Over time, continuing to put your loved one’s needs above your own will become exhausting and ultimately harm your mental health. A good group home will provide structure and oversight as your child develops the support network, friendships, and habits necessary to stay sober in a stressful world. Children from homes where there is parental substance abuse are often scared, lonely, and many times, feel isolated from society. Be sure you’re talking to them about what they’re experiencing. And whether you deliver the message perfectly or not, just giving them someone they can talk to is an important step in their recovery. You also can remind kids that lots of other children have parents who are addicted to drugs or alcohol—even in their own school.
Family and Children’s Programs
Your son or daughter has a huge burden and deserves to know the freedom of recovery. Knowing that he or she has your support can help give strength to make it. A person in recovery needs to accept who he or she is to stay sober.
But in homes with an addict, there is very little safety and security, which can make kids feel alone.
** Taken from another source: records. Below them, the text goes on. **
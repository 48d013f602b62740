// =============================================================================
// Key Levels — support / resistance, liquidity zones and a trade plan
// =============================================================================
//
// Derived from the same candle series as the indicator report:
//
//   Supports      Swing-low pivots (lowest first), topped up from the lowest
//                 distinct lows when fewer than two pivots exist.
//   Resistances   Swing-high pivots (highest first), topped up from the highest
//                 distinct highs, then padded at +1% / +2% / +3% of the last
//                 close.
//   Liquidity     Closes rounded to two decimals, ranked by how often they
//                 occur (first occurrence breaks ties).
//   Plan          Entry at the first support, stop 0.5% below it, targets at
//                 the three resistances (nearest first).
//   Opportunity   Close vs the short SMA, filtered by RSI extremes.
//
// A swing low at `i` needs the two bars before it stepping down and the two
// bars after it stepping up; a swing high is the mirror image.
// =============================================================================

use std::collections::HashMap;
use std::fmt;

use serde::Serialize;

use crate::market_data::OhlcvSeries;
use crate::report::IndicatorSnapshot;
use crate::signals::classifier::{RSI_OVERBOUGHT, RSI_OVERSOLD};

pub const MAX_SUPPORTS: usize = 2;
pub const MAX_RESISTANCES: usize = 3;
pub const MAX_LIQUIDITY_ZONES: usize = 5;

/// Stop-loss distance below the entry as a fraction of the entry.
const STOP_LOSS_FACTOR: f64 = 0.995;

/// Spacing of synthetic resistances above the last close, in percent.
const TARGET_STEP_PCT: f64 = 1.0;

// =============================================================================
// Types
// =============================================================================

/// A price closes keep returning to.
#[derive(Debug, Clone, Copy, PartialEq, Serialize)]
pub struct LiquidityZone {
    pub price: f64,
    /// Number of closes that round to `price`.
    pub touches: usize,
}

#[derive(Debug, Clone, Copy, PartialEq, Serialize)]
pub struct TradePlan {
    pub entry: f64,
    pub stop_loss: f64,
    /// TP1..TP3, ascending.
    pub targets: [f64; 3],
}

#[derive(Debug, Clone, Copy, PartialEq, Eq, Serialize)]
#[serde(rename_all = "lowercase")]
pub enum Opportunity {
    Buy,
    Sell,
    Unclear,
}

impl Opportunity {
    pub fn from_readings(close: f64, sma_short: f64, rsi: f64) -> Self {
        if close > sma_short && rsi < RSI_OVERBOUGHT {
            Self::Buy
        } else if close < sma_short && rsi > RSI_OVERSOLD {
            Self::Sell
        } else {
            Self::Unclear
        }
    }
}

impl fmt::Display for Opportunity {
    fn fmt(&self, f: &mut fmt::Formatter<'_>) -> fmt::Result {
        match self {
            Self::Buy => write!(f, "✅ Buying opportunity available now"),
            Self::Sell => write!(f, "⛔ Selling opportunity available now"),
            Self::Unclear => write!(f, "ℹ️ No clear opportunity right now"),
        }
    }
}

#[derive(Debug, Clone, PartialEq, Serialize)]
pub struct KeyLevels {
    /// Ascending.
    pub supports: Vec<f64>,
    /// Descending.
    pub resistances: Vec<f64>,
    pub liquidity_zones: Vec<LiquidityZone>,
    pub plan: TradePlan,
    pub opportunity: Opportunity,
}

// =============================================================================
// Computation
// =============================================================================

/// Compute every level for `series`. `snapshot` must come from the same
/// series; `series` must be non-empty.
pub fn key_levels(series: &OhlcvSeries, snapshot: &IndicatorSnapshot) -> KeyLevels {
    let last_close = snapshot.last_close;

    let mut lows = series.low.clone();
    sort_dedup(&mut lows);
    let mut supports = swing_lows(&series.low);
    sort_dedup(&mut supports);
    top_up(&mut supports, &lows, MAX_SUPPORTS);
    supports.sort_by(|a, b| a.total_cmp(b));
    supports.truncate(MAX_SUPPORTS);

    let mut highs = series.high.clone();
    sort_dedup(&mut highs);
    highs.reverse();
    let mut resistances = swing_highs(&series.high);
    sort_dedup(&mut resistances);
    resistances.reverse();
    top_up(&mut resistances, &highs, MAX_RESISTANCES);
    resistances.sort_by(|a, b| b.total_cmp(a));
    resistances.truncate(MAX_RESISTANCES);
    while resistances.len() < MAX_RESISTANCES {
        let step = (resistances.len() + 1) as f64 * TARGET_STEP_PCT / 100.0;
        resistances.push(last_close * (1.0 + step));
    }

    let entry = supports.first().copied().unwrap_or(last_close);
    let mut targets = [resistances[0], resistances[1], resistances[2]];
    targets.sort_by(|a, b| a.total_cmp(b));

    KeyLevels {
        supports,
        resistances,
        liquidity_zones: liquidity_zones(&series.close, MAX_LIQUIDITY_ZONES),
        plan: TradePlan {
            entry,
            stop_loss: entry * STOP_LOSS_FACTOR,
            targets,
        },
        opportunity: Opportunity::from_readings(last_close, snapshot.sma_short, snapshot.rsi),
    }
}

/// Swing-low pivot values, in series order.
pub fn swing_lows(lows: &[f64]) -> Vec<f64> {
    pivots(lows, |a, b| a < b)
}

/// Swing-high pivot values, in series order.
pub fn swing_highs(highs: &[f64]) -> Vec<f64> {
    pivots(highs, |a, b| a > b)
}

fn pivots(values: &[f64], beats: impl Fn(f64, f64) -> bool) -> Vec<f64> {
    if values.len() < 5 {
        return Vec::new();
    }
    (2..values.len() - 2)
        .filter(|&i| {
            let v = &values[i - 2..=i + 2];
            beats(v[2], v[1]) && beats(v[2], v[3]) && beats(v[3], v[4]) && beats(v[1], v[0])
        })
        .map(|i| values[i])
        .collect()
}

/// Most frequent closes rounded to two decimals.
pub fn liquidity_zones(closes: &[f64], max: usize) -> Vec<LiquidityZone> {
    let mut order: Vec<i64> = Vec::new();
    let mut counts: HashMap<i64, usize> = HashMap::new();
    for &c in closes {
        let cents = (c * 100.0).round() as i64;
        let n = counts.entry(cents).or_insert(0);
        if *n == 0 {
            order.push(cents);
        }
        *n += 1;
    }

    let mut zones: Vec<LiquidityZone> = order
        .into_iter()
        .map(|cents| LiquidityZone {
            price: cents as f64 / 100.0,
            touches: counts[&cents],
        })
        .collect();
    // stable: ties keep first-occurrence order
    zones.sort_by(|a, b| b.touches.cmp(&a.touches));
    zones.truncate(max);
    zones
}

fn sort_dedup(values: &mut Vec<f64>) {
    values.sort_by(|a, b| a.total_cmp(b));
    values.dedup();
}

/// Append `candidates` in order until `levels` holds `want` distinct entries.
fn top_up(levels: &mut Vec<f64>, candidates: &[f64], want: usize) {
    for &c in candidates {
        if levels.len() >= want {
            break;
        }
        if !levels.contains(&c) {
            levels.push(c);
        }
    }
}
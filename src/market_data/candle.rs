use serde::{Deserialize, Serialize};

// ---------------------------------------------------------------------------
// Data types
// ---------------------------------------------------------------------------

/// A single closed OHLCV candle, as returned by the Binance klines endpoint.
///
/// Candles are immutable once fetched and always handled oldest-first.
#[derive(Debug, Clone, Copy, PartialEq, Serialize, Deserialize)]
pub struct Candle {
    /// Candle open time in Unix milliseconds.
    pub open_time: i64,
    pub open: f64,
    pub high: f64,
    pub low: f64,
    pub close: f64,
    pub volume: f64,
}

impl Candle {
    pub fn new(open_time: i64, open: f64, high: f64, low: f64, close: f64, volume: f64) -> Self {
        Self {
            open_time,
            open,
            high,
            low,
            close,
            volume,
        }
    }

    /// Open time rendered as an RFC 3339 UTC timestamp, if it is in range.
    pub fn open_time_rfc3339(&self) -> Option<String> {
        chrono::DateTime::from_timestamp_millis(self.open_time).map(|dt| dt.to_rfc3339())
    }
}
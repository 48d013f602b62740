// =============================================================================
// Analysis service — fetch, validate, analyze
// =============================================================================
//
// Shared by the JSON API and the Telegram commands. Request validation
// happens before any upstream call so malformed input never costs a
// round-trip.
// =============================================================================

use tracing::{info, warn};

use crate::app_state::AppState;
use crate::binance::{is_valid_interval, is_valid_pair, symbol_to_pair, BinanceApiError};
use crate::coingecko::SpotPrice;
use crate::engine;
use crate::envelope::AnalysisEnvelope;
use crate::error::ServiceError;
use crate::runtime_config::{RuntimeConfig, MAX_KLINE_LIMIT};

/// One analysis request. Unset fields fall back to the runtime config.
#[derive(Debug, Clone, Default)]
pub struct AnalyzeRequest {
    pub symbol: String,
    pub quote: Option<String>,
    pub interval: Option<String>,
    pub limit: Option<u32>,
}

/// Fully resolved request parameters.
#[derive(Debug, Clone, PartialEq)]
pub struct ResolvedRequest {
    pub pair: String,
    pub interval: String,
    pub limit: u32,
}

impl AnalyzeRequest {
    pub fn new(symbol: impl Into<String>) -> Self {
        Self {
            symbol: symbol.into(),
            ..Self::default()
        }
    }

    /// Apply config defaults and validate. Never touches the network.
    pub fn resolve(&self, config: &RuntimeConfig) -> Result<ResolvedRequest, ServiceError> {
        let symbol = self.symbol.trim();
        if symbol.is_empty() {
            return Err(ServiceError::InvalidSymbol("symbol is empty".into()));
        }

        let quote = self.quote.as_deref().unwrap_or(&config.quote_asset);
        let pair = symbol_to_pair(symbol, quote);
        if !is_valid_pair(&pair) {
            return Err(ServiceError::InvalidSymbol(pair));
        }

        let interval = self
            .interval
            .clone()
            .unwrap_or_else(|| config.default_interval.clone());
        if !is_valid_interval(&interval) {
            return Err(ServiceError::InvalidRequest(format!(
                "unsupported interval `{interval}`"
            )));
        }

        let limit = self.limit.unwrap_or(config.kline_limit);
        let min = config.min_candles.max(1) as u32;
        if limit < min || limit > MAX_KLINE_LIMIT {
            return Err(ServiceError::InvalidRequest(format!(
                "limit must be within {min}..={MAX_KLINE_LIMIT}, got {limit}"
            )));
        }

        Ok(ResolvedRequest {
            pair,
            interval,
            limit,
        })
    }
}

/// Fetch candles for `request` and run the engine over them.
pub async fn analyze_symbol(
    state: &AppState,
    request: &AnalyzeRequest,
) -> Result<AnalysisEnvelope, ServiceError> {
    let config = state.config();
    let resolved = request.resolve(&config)?;

    let candles = state
        .binance
        .get_klines(&resolved.pair, &resolved.interval, resolved.limit)
        .await
        .map_err(|e| kline_error(e, &resolved.pair))?;

    if candles.len() < config.min_candles {
        warn!(
            pair = %resolved.pair,
            got = candles.len(),
            need = config.min_candles,
            "not enough candles for analysis"
        );
        return Err(ServiceError::NotEnoughCandles {
            pair: resolved.pair,
            got: candles.len(),
            need: config.min_candles,
        });
    }

    let report = engine::analyze(&candles, &config.indicators)?;
    state.record_analysis();

    info!(
        pair = %resolved.pair,
        interval = %resolved.interval,
        candles = candles.len(),
        score = report.score,
        recommendation = %report.recommendation,
        "analysis served"
    );

    Ok(AnalysisEnvelope::new(
        resolved.pair,
        resolved.interval,
        candles.len(),
        report,
    ))
}

/// A pair Binance rejects as unknown is the caller's mistake, not an outage.
fn kline_error(err: anyhow::Error, pair: &str) -> ServiceError {
    match err.downcast_ref::<BinanceApiError>() {
        Some(api) if api.is_invalid_symbol() => {
            warn!(pair, code = ?api.code, "Binance does not list pair");
            ServiceError::InvalidSymbol(pair.to_string())
        }
        _ => ServiceError::Upstream(err),
    }
}

/// CoinGecko ids are lowercase slugs such as `bitcoin` or `shiba-inu`.
pub fn is_valid_coin_id(coin_id: &str) -> bool {
    !coin_id.is_empty()
        && coin_id.len() <= 64
        && coin_id
            .chars()
            .all(|c| c.is_ascii_lowercase() || c.is_ascii_digit() || c == '-')
}

/// Spot price for a CoinGecko coin id, in `vs` or the configured currency.
pub async fn spot_price(
    state: &AppState,
    coin_id: &str,
    vs: Option<&str>,
) -> Result<SpotPrice, ServiceError> {
    let coin_id = coin_id.trim().to_lowercase();
    if !is_valid_coin_id(&coin_id) {
        return Err(ServiceError::InvalidSymbol(coin_id));
    }
    let vs = match vs {
        Some(vs) => vs.trim().to_lowercase(),
        None => state.config().vs_currency,
    };
    if vs.is_empty() || !vs.chars().all(|c| c.is_ascii_alphanumeric()) {
        return Err(ServiceError::InvalidRequest(format!("invalid currency `{vs}`")));
    }

    state
        .coingecko
        .simple_price(&coin_id, &vs)
        .await
        .map_err(ServiceError::Upstream)
}
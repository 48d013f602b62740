// =============================================================================
// Analysis Engine — candles in, report out
// =============================================================================
//
// Pipeline (strictly left to right, no shared state):
//
//   candles -> OhlcvSeries -> IndicatorSeries -> IndicatorSnapshot
//           -> SignalSet -> ScoringResult -> Report
//
// Key levels (supports, resistances, liquidity zones, trade plan) are derived
// from the same OhlcvSeries and snapshot and ride along in the Report.
//
// The engine is synchronous and deterministic: the same candles and parameters
// always produce the same report. Short series are not an error — every
// indicator degrades to a reduced window or a neutral reading. Only an empty
// input or non-finite / non-positive values are rejected, before any
// computation starts.
// =============================================================================

use tracing::debug;

use crate::error::AnalysisError;
use crate::indicators::{
    calculate_atr, calculate_bollinger, calculate_ema, calculate_macd, calculate_obv,
    calculate_rsi, calculate_sma, calculate_stochastic, calculate_stochastic_rsi,
    calculate_volume_ma, BollingerBands, MacdSeries, StochasticSeries,
};
use crate::levels::key_levels;
use crate::market_data::{Candle, OhlcvSeries};
use crate::report::{IndicatorSnapshot, Report};
use crate::runtime_config::IndicatorParams;
use crate::signals::{aggregator, classify};

/// Every indicator as a full series aligned with the input candles.
#[derive(Debug, Clone, PartialEq)]
pub struct IndicatorSeries {
    pub sma_short: Vec<f64>,
    pub sma_long: Vec<f64>,
    pub ema_fast: Vec<f64>,
    pub ema_slow: Vec<f64>,
    pub macd: MacdSeries,
    pub bollinger: BollingerBands,
    pub rsi: Vec<f64>,
    pub stochastic: StochasticSeries,
    pub stoch_rsi: StochasticSeries,
    pub atr: Vec<f64>,
    pub obv: Vec<f64>,
    pub volume_ma: Vec<f64>,
}

impl IndicatorSeries {
    /// Run every indicator over `series`.
    pub fn compute(series: &OhlcvSeries, p: &IndicatorParams) -> Self {
        let close = &series.close;
        Self {
            sma_short: calculate_sma(close, p.sma_short),
            sma_long: calculate_sma(close, p.sma_long),
            ema_fast: calculate_ema(close, p.ema_fast),
            ema_slow: calculate_ema(close, p.ema_slow),
            macd: calculate_macd(close, p.macd_fast, p.macd_slow, p.macd_signal),
            bollinger: calculate_bollinger(close, p.bollinger_period, p.bollinger_std),
            rsi: calculate_rsi(close, p.rsi_period),
            stochastic: calculate_stochastic(&series.high, &series.low, close, p.stoch_k, p.stoch_d),
            stoch_rsi: calculate_stochastic_rsi(close, p.rsi_period, p.stoch_rsi_k, p.stoch_rsi_d),
            atr: calculate_atr(&series.high, &series.low, close, p.atr_period),
            obv: calculate_obv(close, &series.volume),
            volume_ma: calculate_volume_ma(&series.volume, p.volume_ma),
        }
    }

    /// Latest value of every series.
    ///
    /// `series` must be the input these indicators were computed from, so all
    /// columns are non-empty and share its length.
    pub fn snapshot(&self, series: &OhlcvSeries) -> IndicatorSnapshot {
        let i = series.len() - 1;
        let last_close = series.last_close();
        IndicatorSnapshot {
            last_close,
            last_volume: series.last_volume(),
            sma_short: self.sma_short[i],
            sma_long: self.sma_long[i],
            ema_fast: self.ema_fast[i],
            ema_slow: self.ema_slow[i],
            macd: self.macd.macd[i],
            macd_signal: self.macd.signal[i],
            macd_hist: self.macd.histogram[i],
            bb_upper: self.bollinger.upper[i],
            bb_middle: self.bollinger.middle[i],
            bb_lower: self.bollinger.lower[i],
            rsi: self.rsi[i],
            stoch_k: self.stochastic.k[i],
            stoch_d: self.stochastic.d[i],
            stoch_rsi_k: self.stoch_rsi.k[i],
            stoch_rsi_d: self.stoch_rsi.d[i],
            atr: self.atr[i],
            atr_pct: self.atr[i] / last_close * 100.0,
            obv: self.obv[i],
            volume_ma: self.volume_ma[i],
        }
    }
}

/// Analyse one candle series (oldest first) and build its report.
///
/// # Errors
/// - [`AnalysisError::InsufficientData`] for an empty slice.
/// - [`AnalysisError::InvalidInput`] for non-finite values, non-positive
///   prices or negative volume.
pub fn analyze(candles: &[Candle], params: &IndicatorParams) -> Result<Report, AnalysisError> {
    let series = OhlcvSeries::from_candles(candles)?;
    let indicators = IndicatorSeries::compute(&series, params);
    let snapshot = indicators.snapshot(&series);

    let signals = classify(&snapshot);
    let scoring = aggregator::score(&signals.labels());
    let levels = key_levels(&series, &snapshot);

    debug!(
        candles = series.len(),
        score = scoring.score,
        recommendation = %scoring.recommendation,
        opportunity = ?levels.opportunity,
        "analysis complete"
    );

    Ok(Report::new(snapshot, &signals, scoring, levels))
}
What’s more, they’re often convinced that no one understands what they are going through. These types of beliefs can lead to unhealthy coping mechanisms in kids, such as codependency. Even if you’re not talking about their parent’s addiction, kids still know it exists. Plus, covering it up or pretending that it’s not a big deal doesn’t protect them from the pain that the addiction causes them. In fact, talking about the addiction openly and honestly can actually help them find healthier ways to cope with the trauma they’re experiencing.
Don’t make a habit of lending them money.
Perhaps they saw a brother or sister rob their parents blind and made a promise to themselves that they would never let anyone do that to them. Although halfway houses share a lot in common with sober-living homes, there are a few key differences that set them apart. Halfway houses, like other recovery and sober-living houses, are intended to gently reintroduce tenants back into society, free from the pressures and triggers of a potentially dangerous home environment. Halfway houses serve as the halfway point between an institution and independent society, with residents usually coming from either correctional or inpatient treatment facilities. In detoxification, you stop taking the substance(s), allowing them to leave your body. Depending on the severity of the SUD, the substance or an alternative may be tapered off to lessen the effects of withdrawal.